Setup

library(pacman); p_load(ggplot2, ggthemr, ggrepel, scales)

data

Rationale

A recent graph depicts the relationship between country’s per capita GDPs (current US$) and their electricity consumption per capita in kilowatt-hour terms with the caption “No such thing as a low-energy rich country”. The graph is very misleading because it appears to show a large quadrant of missing low-energy rich countries who are actually concealed due to the log scale on the y-axis. When you log one variable and not the other, you can easily make an asymptote or extreme relationship appear. For this reason, I have downloaded the World Bank’s per capita (current US$) data for 2017 and 2019 from here, https://data.worldbank.org/indicator/NY.GDP.PCAP.CD, and I have scraped the IEA’s electricity consumption per capita in MWh data from here, http://energyatlas.iea.org/#!/tellmap/-1118783123/1. I used the last years the IEA had good data, since the quality of data fell precipitously in 2020. I used 2017 and 2019 for these purposes, since 2018 was not different enough from 2019.

Analysis

First 2017

ggthemr("dust")

ggplot(data, aes(x = Year17, y = MWhPC17)) +
  geom_point(size = 2) +
  labs(
    x = "GDP Per Capita (Current US$)",
    y = "Electricity Consumption per Capita (MWh)",
    title = "Electricity and Income in 2017") +
  theme(
    plot.title = element_text(hjust = .5),
    plot.caption = element_text(hjust = .5)) +
  scale_x_continuous(labels = dollar_format()) + 
  scale_y_continuous(labels = number_format())

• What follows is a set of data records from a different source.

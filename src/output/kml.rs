use log::debug;
use super::{format_coordinate, DocumentEncoder};
use crate::network::{Packet, PacketCollection};

const KML_HEADER: &str = concat!(
    "<?xml version=\"1.0\" encoding=\"UTF-8\"?> \n",
    "<kml xmlns=\"http://www.opengis.net/kml/2.2\">\n",
    "<Document>\n",
    "\t<Style id=\"transBluePoly\">\n",
    "\t<LineStyle><width>1.5</width><color>501400E6</color></LineStyle>\n",
    "\t</Style>\n",
);

const KML_FOOTER: &str = "</Document>\n</kml>\n";

/// KML path document: one line segment per packet, drawn from destination to
/// source.
#[derive(Debug, Clone, Copy, Default)]
pub struct KmlEncoder;

impl KmlEncoder {
    pub fn header() -> &'static str {
        KML_HEADER
    }

    pub fn footer() -> &'static str {
        KML_FOOTER
    }

    /// `None` when either endpoint has no coordinates.
    pub fn encode_packet(packet: &Packet) -> Option<String> {
        let (src, dst) = packet.coordinates()?;

        Some(format!(
            concat!(
                "\t\t<Placemark>\n",
                "\t\t\t<name>{} --> {}</name>\n",
                "\t\t\t<extrude>1</extrude>\n",
                "\t\t\t<tessellate>1</tessellate>\n",
                "\t\t\t<styleUrl>#transBluePoly</styleUrl>\n",
                "\t\t\t<LineString>\n",
                "\t\t\t<coordinates>{},{}\n",
                "\t\t\t{},{}</coordinates>\n",
                "\t\t\t</LineString>\n",
                "\t\t</Placemark>\n",
            ),
            packet.source(),
            packet.destination(),
            format_coordinate(dst.longitude),
            format_coordinate(dst.latitude),
            format_coordinate(src.longitude),
            format_coordinate(src.latitude),
        ))
    }
}

impl DocumentEncoder for KmlEncoder {
    fn encode(&self, packets: &PacketCollection) -> String {
        let mut kml = String::from(KML_HEADER);

        for packet in packets {
            match Self::encode_packet(packet) {
                Some(placemark) => kml.push_str(&placemark),
                None => debug!(
                    "Skipping {} --> {}: endpoint location unknown",
                    packet.source(),
                    packet.destination()
                ),
            }
        }

        kml.push_str(KML_FOOTER);
        kml
    }
}

#[cfg(test)]
mod tests {
    use super::*;
    use crate::network::{Address, Location};

    fn located(ip: &str, location: Location) -> Address {
        let mut address: Address = ip.parse().unwrap();
        address.assign_location(location);
        address
    }

    #[test]
    fn test_empty_collection() {
        let kml = KmlEncoder.encode(&PacketCollection::default());
        assert_eq!(kml, format!("{}{}", KmlEncoder::header(), KmlEncoder::footer()));
        assert!(!kml.contains("<Placemark>"));
    }

    #[test]
    fn test_placemark_layout() {
        let packet = Packet::new(
            located("192.168.1.10", Location::new(51.5, -0.1)),
            located("8.8.8.8", Location::new(37.4, -122.1)),
        );

        let expected = "\t\t<Placemark>\n\
                        \t\t\t<name>192.168.1.10 --> 8.8.8.8</name>\n\
                        \t\t\t<extrude>1</extrude>\n\
                        \t\t\t<tessellate>1</tessellate>\n\
                        \t\t\t<styleUrl>#transBluePoly</styleUrl>\n\
                        \t\t\t<LineString>\n\
                        \t\t\t<coordinates>-122.1,37.4\n\
                        \t\t\t-0.1,51.5</coordinates>\n\
                        \t\t\t</LineString>\n\
                        \t\t</Placemark>\n";
        assert_eq!(KmlEncoder::encode_packet(&packet).unwrap(), expected);
    }

    #[test]
    fn test_unresolved_endpoint_is_skipped() {
        let packets: PacketCollection = vec![
            Packet::new(
                located("8.8.8.8", Location::new(37.4, -122.1)),
                located("1.2.3.4", Location::unresolved()),
            ),
            Packet::new(
                "8.8.8.8".parse().unwrap(),
                "9.9.9.9".parse().unwrap(),
            ),
            Packet::new(
                located("8.8.8.8", Location::new(37.4, -122.1)),
                located("9.9.9.9", Location::new(47.0, 8.0)),
            ),
        ]
        .into_iter()
        .collect();

        let kml = KmlEncoder.encode(&packets);
        assert_eq!(kml.matches("<Placemark>").count(), 1);
        assert!(kml.contains("<coordinates>8.0,47.0\n"));
        assert!(kml.starts_with(KmlEncoder::header()));
        assert!(kml.ends_with(KmlEncoder::footer()));
    }
}
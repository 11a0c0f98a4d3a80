mod cli;
mod output;

use clap::Parser;
use color_eyre::eyre::{Result, bail};
use tracing_subscriber::EnvFilter;

use cli::{Cli, Command, ModuleArgs, VarArgs};
use tfharness::validator::check_required_variables;
use tfharness::{
    HarnessError, ModuleWorkspace, ResourceQuery, RunnerConfig, ScriptPattern, TerraformRunner,
    VariableSchema, extract_facts,
};

#[tokio::main]
async fn main() -> Result<()> {
    color_eyre::install()?;

    tracing_subscriber::fmt()
        .with_env_filter(EnvFilter::from_default_env())
        .with_writer(std::io::stderr)
        .init();

    let cli = Cli::parse();
    let config = cli.runner_config();
    let isolate = cli.isolate;

    match cli.command {
        Command::Init(args) => {
            TerraformRunner::with_config(args.module_dir, config)
                .init()
                .await?;
            tracing::info!("init complete");
        }
        Command::Apply(args) => {
            let (runner, _workspace) = prepare(&args.module, &args.vars, config, isolate).await?;
            let state = runner.apply(&args.vars.variables()).await?;
            println!("{}", output::render_state(&state, args.format)?);
        }
        Command::CheckVars(args) => {
            let schema = VariableSchema::from_module_dir(&args.module.module_dir)?;
            let (runner, _workspace) = prepare(&args.module, &args.vars, config, isolate).await?;

            let (checks, full) =
                check_required_variables(&runner, &schema, &args.vars.variables()).await;
            println!("{}", output::checks_table(&checks));

            let failed = checks.iter().filter(|(_, error)| error.is_some()).count();
            full?;
            if failed > 0 {
                bail!("{failed} required variable check(s) failed");
            }
            tracing::info!(checked = checks.len(), "required variables verified");
        }
        Command::Extract(args) => {
            let pattern = ScriptPattern::new(&args.pattern)?;
            let (runner, _workspace) = prepare(&args.module, &args.vars, config, isolate).await?;
            let state = runner.apply(&args.vars.variables()).await?;

            let mut query = ResourceQuery::new();
            if let Some(resource_type) = args.resource_type {
                query = query.resource_type(resource_type);
            }
            if let Some(name) = args.name {
                query = query.name(name);
            }
            for (attribute, value) in args.filters {
                query = query.attribute_eq(attribute, value);
            }

            let located = query
                .find(&state)
                .ok_or_else(|| HarnessError::NotFound(query.to_string()))?;
            let script = located
                .instance
                .str_attribute(&args.attribute)
                .map_err(HarnessError::from)?;

            match extract_facts(script, &pattern) {
                Some(facts) => println!("{}", output::facts_table(&facts)),
                None => bail!(
                    "pattern did not match {}.{}",
                    located.resource.address(),
                    args.attribute
                ),
            }
        }
    }

    Ok(())
}

/// Resolves the directory to run in and runs init unless skipped. The workspace, when
/// present, must outlive the runner.
async fn prepare(
    module: &ModuleArgs,
    vars: &VarArgs,
    config: RunnerConfig,
    isolate: bool,
) -> Result<(TerraformRunner, Option<ModuleWorkspace>)> {
    if !module.module_dir.is_dir() {
        return Err(HarnessError::Config(format!(
            "module directory {} does not exist",
            module.module_dir.display()
        ))
        .into());
    }

    let workspace = if isolate {
        Some(ModuleWorkspace::copy_of(&module.module_dir)?)
    } else {
        None
    };
    let dir = workspace
        .as_ref()
        .map(|ws| ws.path().to_path_buf())
        .unwrap_or_else(|| module.module_dir.clone());

    let runner = TerraformRunner::with_config(dir, config);
    if !vars.skip_init {
        runner.init().await?;
    }

    Ok((runner, workspace))
}
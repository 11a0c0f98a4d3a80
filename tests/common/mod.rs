//! Fake terraform executable and module fixtures.
//!
//! The fake understands `init` and `apply -state=<file>`. Apply renders the module's
//! `state.tmpl.json` with `TF_VAR_*` values substituted, fails with terraform's missing
//! variable diagnostic for every name listed in `required.txt` that is unset, and fails with
//! the contents of `fail.txt` when that file exists. A successful apply writes the contents
//! of `garbage.txt` as state when that file exists, and no state at all when `no-state.txt`
//! exists.

#![allow(dead_code)]

use std::os::unix::fs::PermissionsExt;
use std::path::{Path, PathBuf};
use std::sync::OnceLock;

use tempfile::TempDir;
use tfharness::{RunnerConfig, TerraformRunner, Variables};

const FAKE_TERRAFORM: &str = r##"#!/bin/sh
set -u

command="$1"
shift

case "$command" in
init)
  mkdir -p .terraform
  echo "init" >> .terraform/init.log
  echo "Terraform has been successfully initialized!"
  exit 0
  ;;
apply)
  ;;
*)
  echo "unsupported command: $command" >&2
  exit 2
  ;;
esac

if [ ! -d .terraform ]; then
  echo "Error: Required plugins are not installed" >&2
  exit 1
fi

state=""
for arg in "$@"; do
  case "$arg" in
  -state=*) state="${arg#-state=}" ;;
  esac
done

if [ -f fail.txt ]; then
  cat fail.txt >&2
  exit 1
fi

if [ -f required.txt ]; then
  while read -r name; do
    [ -z "$name" ] && continue
    eval "isset=\${TF_VAR_${name}+set}"
    if [ -z "$isset" ]; then
      cat >&2 <<EOF
Error: No value for required variable

  on main.tf line 1:
   1: variable "${name}" {

The root module input variable "${name}" is not set, and has no default
value. Use a -var or -var-file command line argument to provide a value for
this variable.
EOF
      exit 1
    fi
  done < required.txt
fi

if [ -f garbage.txt ]; then
  cat garbage.txt > "$state"
  echo "Apply complete! Resources: 0 added, 0 changed, 0 destroyed."
  exit 0
fi

if [ -f no-state.txt ]; then
  echo "Apply complete! Resources: 0 added, 0 changed, 0 destroyed."
  exit 0
fi

sed \
  -e "s|@AGENT_ID@|${TF_VAR_agent_id-}|g" \
  -e "s|@RESOURCE_ID@|${TF_VAR_resource_id-}|g" \
  -e "s|@ADMIN_USERNAME@|${TF_VAR_admin_username-Administrator}|g" \
  -e "s|@ADMIN_PASSWORD@|${TF_VAR_admin_password-coderRDP!}|g" \
  state.tmpl.json > "$state"

echo "Apply complete! Resources: 2 added, 0 changed, 0 destroyed."
"##;

const MAIN_TF: &str = include_str!("../fixtures/windows-rdp/main.tf");
const SCRIPT_TEMPLATE: &str = include_str!("../fixtures/windows-rdp/script.ps1.tmpl");

/// Path of the fake terraform binary, written once per test binary so no test can be
/// spawning a process while the file is still open for writing.
pub fn fake_terraform() -> &'static Path {
    static BIN: OnceLock<(TempDir, PathBuf)> = OnceLock::new();
    let (_, path) = BIN.get_or_init(|| {
        let dir = tempfile::Builder::new()
            .prefix("fake-terraform-")
            .tempdir_in(env!("CARGO_TARGET_TMPDIR"))
            .unwrap();
        let path = dir.path().join("terraform");
        std::fs::write(&path, FAKE_TERRAFORM).unwrap();
        std::fs::set_permissions(&path, std::fs::Permissions::from_mode(0o755)).unwrap();
        (dir, path)
    });
    path
}

/// A windows-rdp module directory understood by the fake terraform.
pub fn windows_rdp_module() -> TempDir {
    let dir = tempfile::tempdir().unwrap();
    std::fs::write(dir.path().join("main.tf"), MAIN_TF).unwrap();
    std::fs::write(dir.path().join("required.txt"), "agent_id\nresource_id\n").unwrap();

    let state = serde_json::json!({
        "version": 4,
        "terraform_version": "1.9.5",
        "serial": 1,
        "lineage": "6b0a4c57-4a5e-4a38-9d36-8d7e4f3b9a21",
        "outputs": {},
        "resources": [
            {
                "mode": "managed",
                "type": "coder_app",
                "name": "windows-rdp",
                "provider": "provider[\"registry.terraform.io/coder/coder\"]",
                "instances": [{
                    "schema_version": 1,
                    "attributes": {
                        "agent_id": "@AGENT_ID@",
                        "display_name": "Web RDP",
                        "slug": "web-rdp",
                        "share": "owner",
                        "subdomain": true,
                        "url": "http://localhost:7171",
                        "healthcheck": [
                            { "interval": 5, "threshold": 15, "url": "http://localhost:7171" }
                        ]
                    },
                    "sensitive_attributes": []
                }]
            },
            {
                "mode": "managed",
                "type": "coder_script",
                "name": "windows-rdp",
                "provider": "provider[\"registry.terraform.io/coder/coder\"]",
                "instances": [{
                    "schema_version": 0,
                    "attributes": {
                        "agent_id": "@AGENT_ID@",
                        "display_name": "windows-rdp",
                        "icon": "/icon/desktop.svg",
                        "run_on_start": true,
                        "script": SCRIPT_TEMPLATE
                    },
                    "sensitive_attributes": []
                }]
            }
        ]
    });
    std::fs::write(
        dir.path().join("state.tmpl.json"),
        serde_json::to_string_pretty(&state).unwrap(),
    )
    .unwrap();

    dir
}

pub fn runner(module_dir: &Path) -> TerraformRunner {
    TerraformRunner::with_config(module_dir, RunnerConfig::with_binary(fake_terraform()))
}

pub fn vars(pairs: &[(&str, &str)]) -> Variables {
    pairs
        .iter()
        .map(|(k, v)| (k.to_string(), v.to_string()))
        .collect()
}

/// Names of leftover `*.tfstate*` files in a directory.
pub fn state_files(dir: &Path) -> Vec<String> {
    std::fs::read_dir(dir)
        .unwrap()
        .filter_map(|e| e.ok())
        .map(|e| e.file_name().to_string_lossy().into_owned())
        .filter(|name| name.contains(".tfstate"))
        .collect()
}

ggplot(data, aes(x = log(Year17), y = MWhPC17)) +
  geom_point(size = 2) +
  labs(
    x = "Log GDP Per Capita (Current US$)",
    y = "Electricity Consumption per Capita (MWh)",
    title = "Electricity and Log Income in 2017") +
  theme(
    plot.title = element_text(hjust = .5),
    plot.caption = element_text(hjust = .5)) +
  scale_x_continuous(labels = trans_format("exp", dollar_format())) + 
  scale_y_continuous(labels = number_format())

ggplot(data, aes(x = Year17, y = log(MWhPC17))) +
  geom_point(size = 2) +
  labs(
    x = "GDP Per Capita (Current US$)",
    y = "Log Electricity Consumption per Capita (MWh)",
    title = "Log Electricity and Income in 2017") +
  theme(
    plot.title = element_text(hjust = .5),
    plot.caption = element_text(hjust = .5)) +
  scale_x_continuous(labels = dollar_format()) + 
  scale_y_continuous(labels = trans_format("exp", number_format()))

ggplot(data, aes(x = log(Year17), y = log(MWhPC17))) +
  geom_point(size = 2) +
  labs(
    x = "Log GDP Per Capita (Current US$)",
    y = "Log Electricity Consumption per Capita (MWh)",
    title = "Log Electricity and Log Income in 2017") +
  theme(
    plot.title = element_text(hjust = .5),
    plot.caption = element_text(hjust = .5)) +
  scale_x_continuous(labels = trans_format("exp", dollar_format())) + 
  scale_y_continuous(labels = trans_format("exp", number_format()))

Now 2019

ggplot(data, aes(x = Year19, y = MWhPC19)) +
  geom_point(size = 2) +
  labs(
    x = "GDP Per Capita (Current US$)",
    y = "Electricity Consumption per Capita (MWh)",
    title = "Electricity and Income in 2019") +
  theme(
    plot.title = element_text(hjust = .5),
    plot.caption = element_text(hjust = .5)) +
  scale_x_continuous(labels = dollar_format()) + 
  scale_y_continuous(labels = number_format())

ggplot(data, aes(x = log(Year19), y = MWhPC19)) +
  geom_point(size = 2) +
  labs(
    x = "Log GDP Per Capita (Current US$)",
    y = "Electricity Consumption per Capita (MWh)",
    title = "Electricity and Log Income in 2019") +
  theme(
    plot.title = element_text(hjust = .5),
    plot.caption = element_text(hjust = .5)) +
  scale_x_continuous(labels = trans_format("exp", dollar_format())) + 
  scale_y_continuous(labels = number_format())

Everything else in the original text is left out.